CHUCKIE EGG

Chuckie Egg es menos llamativo que su contemporáneo Manic Miner, y tuvo una respuesta moderada, pero no son pocos los fans que lo consideran un juego mejor.

Aunque resulta digno de loa y alabanza, en Manic Minner los jugadores deben hacer las cosas correctamente y no tienen excesiva libertad de acción.

Sin embargo, Chuckie Egg, pese a su paleta limitada y tener unos enemigos parecidos a galletas, te ofrece un mundo más accesible y liberador, pues no te sientes obligado a ir por un camino establecido.

De hecho, cuando comienzas el primer nivel, no hay una dirección a seguir de forma obligatoria, sino un buen puñado de plataformas y escaleras, huevos que es preciso recoger y gallinas mortíferas que, en vez de moverse de un lado a otro de forma previsible, merodean por la pantalla a su antojo.

Además, tu personaje se desplaza con una velocidad y fluidez diferentes a como se arrastran pesadamente los héroes de otros títulos similares.

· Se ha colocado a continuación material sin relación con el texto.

//! ## [Messages](https://learn.microsoft.com/en-us/openspecs/office_file_formats/ms-pst/1042af37-aaa4-4edc-bffd-90a1ede24188)

use tracing::warn;

use super::{
    attachment::Attachment, store::MessageStore, strip_subject_prefix, MessagingError,
    MessagingResult,
};
use crate::{
    ltp::{prop_context::PropertyContext, table_context::TableContext},
    ndb::{node_id::*, NodeDatabase},
    props::{prop_id::*, time::FileTime, value::*},
};

/// `PidTagMessageFlags` bits.
pub const MSGFLAG_READ: i32 = 0x01;
pub const MSGFLAG_HASATTACH: i32 = 0x10;

/// `PidTagAttachMethod`: attachment data stored directly by value.
pub const ATTACH_BY_VALUE: i32 = 0x01;

/// A recipient-table row.
#[derive(Clone, Debug)]
pub struct Recipient {
    recipient_type: Option<i32>,
    display_name: Option<String>,
    object_type: Option<i32>,
    address_type: Option<String>,
    email_address: Option<String>,
    display_type: Option<i32>,
    entry_id: Option<EntryId>,
}

impl Recipient {
    pub fn recipient_type(&self) -> Option<i32> {
        self.recipient_type
    }

    pub fn display_name(&self) -> Option<&str> {
        self.display_name.as_deref()
    }

    pub fn object_type(&self) -> Option<i32> {
        self.object_type
    }

    pub fn address_type(&self) -> Option<&str> {
        self.address_type.as_deref()
    }

    pub fn email_address(&self) -> Option<&str> {
        self.email_address.as_deref()
    }

    pub fn display_type(&self) -> Option<i32> {
        self.display_type
    }

    pub fn entry_id(&self) -> Option<&EntryId> {
        self.entry_id.as_ref()
    }
}

/// An attachment-table row; the full attachment object is fetched on demand
/// through [`Message::fetch_attachment`].
#[derive(Clone, Debug)]
pub struct AttachmentSummary {
    node: NodeId,
    size: Option<i32>,
    filename: Option<String>,
    long_filename: Option<String>,
}

impl AttachmentSummary {
    pub fn node(&self) -> NodeId {
        self.node
    }

    pub fn size(&self) -> Option<i32> {
        self.size
    }

    /// Long filename if present, else the 8.3 name, else a placeholder;
    /// always reduced to its base name.
    pub fn filename(&self) -> String {
        match self.long_filename.as_deref().or(self.filename.as_deref()) {
            Some(name) if !name.is_empty() => super::base_name(name),
            _ => String::from("[None]"),
        }
    }
}

/// A message: its property context plus the attachment and recipient tables
/// found in the node's sub-node map.
pub struct Message {
    properties: PropertyContext,
    entry_id: Option<Vec<u8>>,
    message_class: Option<String>,
    message_flags: i32,
    message_size: Option<i32>,
    message_status: Option<i32>,
    subject: Option<String>,
    body: Option<String>,
    display_to: Option<String>,
    sender_name: Option<String>,
    sender_smtp_address: Option<String>,
    sent_representing_name: Option<String>,
    transport_message_headers: Option<String>,
    client_submit_time: Option<FileTime>,
    message_delivery_time: Option<FileTime>,
    recipients: Vec<Recipient>,
    attachments: Vec<AttachmentSummary>,
}

impl Message {
    pub fn read(
        database: &NodeDatabase,
        node: NodeId,
        store: Option<&MessageStore>,
    ) -> MessagingResult<Self> {
        let node_type = node.id_type()?;
        if node_type != NodeIdType::NormalMessage {
            return Err(MessagingError::InvalidMessageNodeType(node_type));
        }

        let properties = PropertyContext::read_node(database, node)?;
        let entry_id = store.and_then(|store| store.entry_id(node));

        let get_string = |prop_id| {
            properties
                .get(prop_id)
                .and_then(PropertyValue::as_string)
        };
        let get_i32 = |prop_id| properties.get(prop_id).and_then(PropertyValue::as_i32);
        let get_time = |prop_id| properties.get(prop_id).and_then(PropertyValue::as_time);

        let message_class = get_string(PID_TAG_MESSAGE_CLASS);
        let message_flags = get_i32(PID_TAG_MESSAGE_FLAGS).unwrap_or_default();
        let message_size = get_i32(PID_TAG_MESSAGE_SIZE);
        let message_status = get_i32(PID_TAG_MESSAGE_STATUS);
        let subject = get_string(PID_TAG_SUBJECT).map(strip_subject_prefix);
        let body = get_string(PID_TAG_BODY);
        let display_to = get_string(PID_TAG_DISPLAY_TO);
        let sender_name = get_string(PID_TAG_SENDER_NAME);
        let sender_smtp_address = get_string(PID_TAG_SENDER_SMTP_ADDRESS);
        let sent_representing_name = get_string(PID_TAG_SENT_REPRESENTING_NAME);
        let transport_message_headers = get_string(PID_TAG_TRANSPORT_MESSAGE_HEADERS);
        let client_submit_time = get_time(PID_TAG_CLIENT_SUBMIT_TIME);
        let message_delivery_time = get_time(PID_TAG_MESSAGE_DELIVERY_TIME);

        // the attachment and recipient tables are sub-nodes of the message
        let mut attachment_table = None;
        let mut recipient_table = None;
        for entry in properties.heap().sub_nodes().values() {
            match entry.node().id_type() {
                Ok(NodeIdType::AttachmentTable) => {
                    attachment_table = Self::read_sub_node_table(database, &properties, entry);
                }
                Ok(NodeIdType::RecipientTable) => {
                    recipient_table = Self::read_sub_node_table(database, &properties, entry);
                }
                _ => {}
            }
        }

        let recipients = match &recipient_table {
            Some(table) => (0..table.row_count())
                .map(|row| Recipient {
                    recipient_type: table
                        .get_value(row, PID_TAG_RECIPIENT_TYPE)
                        .and_then(PropertyValue::as_i32),
                    display_name: table
                        .get_value(row, PID_TAG_DISPLAY_NAME)
                        .and_then(PropertyValue::as_string),
                    object_type: table
                        .get_value(row, PID_TAG_OBJECT_TYPE)
                        .and_then(PropertyValue::as_i32),
                    address_type: table
                        .get_value(row, PID_TAG_ADDRESS_TYPE)
                        .and_then(PropertyValue::as_string),
                    email_address: table
                        .get_value(row, PID_TAG_EMAIL_ADDRESS)
                        .and_then(PropertyValue::as_string),
                    display_type: table
                        .get_value(row, PID_TAG_DISPLAY_TYPE)
                        .and_then(PropertyValue::as_i32),
                    entry_id: table
                        .get_value(row, PID_TAG_ENTRY_ID)
                        .and_then(PropertyValue::as_bytes)
                        .and_then(|payload| EntryId::parse(payload).ok()),
                })
                .collect(),
            None => Vec::new(),
        };

        let attachments = match &attachment_table {
            Some(table) => (0..table.row_count())
                .filter_map(|row| {
                    Some(AttachmentSummary {
                        node: table.row_node(row)?,
                        size: table
                            .get_value(row, PID_TAG_ATTACHMENT_SIZE)
                            .and_then(PropertyValue::as_i32),
                        filename: table
                            .get_value(row, PID_TAG_ATTACH_FILENAME)
                            .and_then(PropertyValue::as_string),
                        long_filename: table
                            .get_value(row, PID_TAG_ATTACH_LONG_FILENAME)
                            .and_then(PropertyValue::as_string),
                    })
                })
                .collect(),
            None => Vec::new(),
        };

        Ok(Self {
            properties,
            entry_id,
            message_class,
            message_flags,
            message_size,
            message_status,
            subject,
            body,
            display_to,
            sender_name,
            sender_smtp_address,
            sent_representing_name,
            transport_message_headers,
            client_submit_time,
            message_delivery_time,
            recipients,
            attachments,
        })
    }

    fn read_sub_node_table(
        database: &NodeDatabase,
        properties: &PropertyContext,
        entry: &crate::ndb::block::SubNodeLeafEntry,
    ) -> Option<TableContext> {
        match TableContext::read_sub_node(database, entry) {
            Ok(table) => Some(table),
            Err(err) => {
                warn!(
                    name: "MessageTableUnreadable",
                    message = ?properties.heap().user_root(),
                    table = ?entry.node(),
                    %err,
                    "Skipping unreadable message table"
                );
                None
            }
        }
    }

    /// Fetch a full attachment object through this message's sub-node map.
    pub fn fetch_attachment(
        &self,
        database: &NodeDatabase,
        summary: &AttachmentSummary,
    ) -> MessagingResult<Attachment> {
        let entry = self
            .properties
            .heap()
            .sub_nodes()
            .get(&u32::from(summary.node()))
            .ok_or(MessagingError::AttachmentNotFound(u32::from(summary.node())))?;
        Attachment::read(database, entry)
    }

    pub fn properties(&self) -> &PropertyContext {
        &self.properties
    }

    pub fn entry_id(&self) -> Option<&[u8]> {
        self.entry_id.as_deref()
    }

    pub fn message_class(&self) -> Option<&str> {
        self.message_class.as_deref()
    }

    pub fn message_flags(&self) -> i32 {
        self.message_flags
    }

    pub fn message_size(&self) -> Option<i32> {
        self.message_size
    }

    pub fn message_status(&self) -> Option<i32> {
        self.message_status
    }

    pub fn has_attachments(&self) -> bool {
        self.message_flags & MSGFLAG_HASATTACH == MSGFLAG_HASATTACH
    }

    pub fn is_read(&self) -> bool {
        self.message_flags & MSGFLAG_READ == MSGFLAG_READ
    }

    pub fn subject(&self) -> Option<&str> {
        self.subject.as_deref()
    }

    pub fn body(&self) -> Option<&str> {
        self.body.as_deref()
    }

    pub fn display_to(&self) -> Option<&str> {
        self.display_to.as_deref()
    }

    pub fn sender_name(&self) -> Option<&str> {
        self.sender_name.as_deref()
    }

    pub fn sender_smtp_address(&self) -> Option<&str> {
        self.sender_smtp_address.as_deref()
    }

    pub fn sent_representing_name(&self) -> Option<&str> {
        self.sent_representing_name.as_deref()
    }

    pub fn transport_message_headers(&self) -> Option<&str> {
        self.transport_message_headers.as_deref()
    }

    pub fn client_submit_time(&self) -> Option<FileTime> {
        self.client_submit_time
    }

    pub fn message_delivery_time(&self) -> Option<FileTime> {
        self.message_delivery_time
    }

    pub fn recipients(&self) -> &[Recipient] {
        &self.recipients
    }

    pub fn attachments(&self) -> &[AttachmentSummary] {
        &self.attachments
    }
}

Los saltos se ejecutan de forma mucho más humana: brincos largos y ligeros, en vez de las parábolas majestuosas del minero Willy.

Da la impresión de que está más conectado con el mundo real que otros juegos de plataformas, y tu incapacidad para saltar sobre los enemigos también te otorga una sensación de vulnerabilidad, muy humana.

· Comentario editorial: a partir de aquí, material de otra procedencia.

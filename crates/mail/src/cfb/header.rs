//! [Compound File Header](https://learn.microsoft.com/en-us/openspecs/windows_protocols/ms-cfb/05060311-bfce-4b12-874d-71fd4ce63aea)

use byteorder::{LittleEndian, ReadBytesExt};
use std::io::Read;

use super::{fat::ENDOFCHAIN, CfbError, CfbResult};

const HEADER_SIGNATURE: [u8; 8] = [0xD0, 0xCF, 0x11, 0xE0, 0xA1, 0xB1, 0x1A, 0xE1];

/// The 512-byte structure at offset 0, including the first 109 DIFAT
/// entries. Sector N begins at byte `(N + 1) * SectorSize`.
#[derive(Clone, Debug)]
pub struct CfbHeader {
    minor_version: u16,
    major_version: u16,
    byte_order: u16,
    sector_shift: u16,
    mini_sector_shift: u16,
    directory_sectors: u32,
    fat_sectors: u32,
    first_directory_sector: u32,
    transaction_signature: u32,
    mini_stream_cutoff: u32,
    first_mini_fat_sector: u32,
    mini_fat_sectors: u32,
    first_difat_sector: u32,
    difat_sectors: u32,
    difat: [u32; 109],
}

impl CfbHeader {
    /// Parse the header. A bad signature or an unknown major version marks
    /// the file as not-a-compound-file so callers can skip it. A populated
    /// `FirstDIFATSectorLocation` is a documented limitation: files with
    /// more than 109 DIFAT entries are not supported.
    pub fn read(f: &mut dyn Read) -> CfbResult<Self> {
        let mut signature = [0_u8; 8];
        f.read_exact(&mut signature)?;
        if signature != HEADER_SIGNATURE {
            return Err(CfbError::InvalidSignature);
        }

        let mut clsid = [0_u8; 16];
        f.read_exact(&mut clsid)?;

        let minor_version = f.read_u16::<LittleEndian>()?;
        let major_version = f.read_u16::<LittleEndian>()?;
        if !matches!(major_version, 3 | 4) {
            return Err(CfbError::UnsupportedVersion(major_version));
        }

        let byte_order = f.read_u16::<LittleEndian>()?;
        let sector_shift = f.read_u16::<LittleEndian>()?;
        let mini_sector_shift = f.read_u16::<LittleEndian>()?;

        let mut reserved = [0_u8; 6];
        f.read_exact(&mut reserved)?;

        let directory_sectors = f.read_u32::<LittleEndian>()?;
        let fat_sectors = f.read_u32::<LittleEndian>()?;
        let first_directory_sector = f.read_u32::<LittleEndian>()?;
        let transaction_signature = f.read_u32::<LittleEndian>()?;
        let mini_stream_cutoff = f.read_u32::<LittleEndian>()?;
        let first_mini_fat_sector = f.read_u32::<LittleEndian>()?;
        let mini_fat_sectors = f.read_u32::<LittleEndian>()?;
        let first_difat_sector = f.read_u32::<LittleEndian>()?;
        let difat_sectors = f.read_u32::<LittleEndian>()?;

        let mut difat = [0_u32; 109];
        for entry in difat.iter_mut() {
            *entry = f.read_u32::<LittleEndian>()?;
        }

        if first_difat_sector != ENDOFCHAIN {
            return Err(CfbError::UnsupportedDifat);
        }

        Ok(Self {
            minor_version,
            major_version,
            byte_order,
            sector_shift,
            mini_sector_shift,
            directory_sectors,
            fat_sectors,
            first_directory_sector,
            transaction_signature,
            mini_stream_cutoff,
            first_mini_fat_sector,
            mini_fat_sectors,
            first_difat_sector,
            difat_sectors,
            difat,
        })
    }

    pub fn minor_version(&self) -> u16 {
        self.minor_version
    }

    pub fn major_version(&self) -> u16 {
        self.major_version
    }

    pub fn byte_order(&self) -> u16 {
        self.byte_order
    }

    pub fn sector_shift(&self) -> u16 {
        self.sector_shift
    }

    pub fn mini_sector_shift(&self) -> u16 {
        self.mini_sector_shift
    }

    /// 512 bytes for major version 3, 4096 for major version 4.
    pub fn sector_size(&self) -> usize {
        match self.major_version {
            3 => 512,
            _ => 4096,
        }
    }

    pub fn sector_offset(&self, sector: u32) -> u64 {
        (u64::from(sector) + 1) * self.sector_size() as u64
    }

    pub fn directory_sectors(&self) -> u32 {
        self.directory_sectors
    }

    pub fn fat_sectors(&self) -> u32 {
        self.fat_sectors
    }

    pub fn first_directory_sector(&self) -> u32 {
        self.first_directory_sector
    }

    pub fn transaction_signature(&self) -> u32 {
        self.transaction_signature
    }

    /// Streams below this byte count live in the mini stream.
    pub fn mini_stream_cutoff(&self) -> u32 {
        self.mini_stream_cutoff
    }

    pub fn first_mini_fat_sector(&self) -> u32 {
        self.first_mini_fat_sector
    }

    pub fn mini_fat_sectors(&self) -> u32 {
        self.mini_fat_sectors
    }

    pub fn first_difat_sector(&self) -> u32 {
        self.first_difat_sector
    }

    pub fn difat_sectors(&self) -> u32 {
        self.difat_sectors
    }

    pub fn difat(&self) -> &[u32; 109] {
        &self.difat
    }
}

Para colmo, cuando acabas los ocho niveles, vuelves al principio y se produce algo insólito… porque dejan salir de la jaula al pato que te estaba observando; de modo que vuela libremente por la pantalla y se abalanza sobre ti como si tuviera el punto de mira de un francotirador.

El pato es un giro inesperado que cambia por completo el juego y te obliga a mejorar todavía más tus habilidades, y eso permite que Chuckie Egg sea una excepción en los juegos de plataformas: hay que tener habilidad, no memoria.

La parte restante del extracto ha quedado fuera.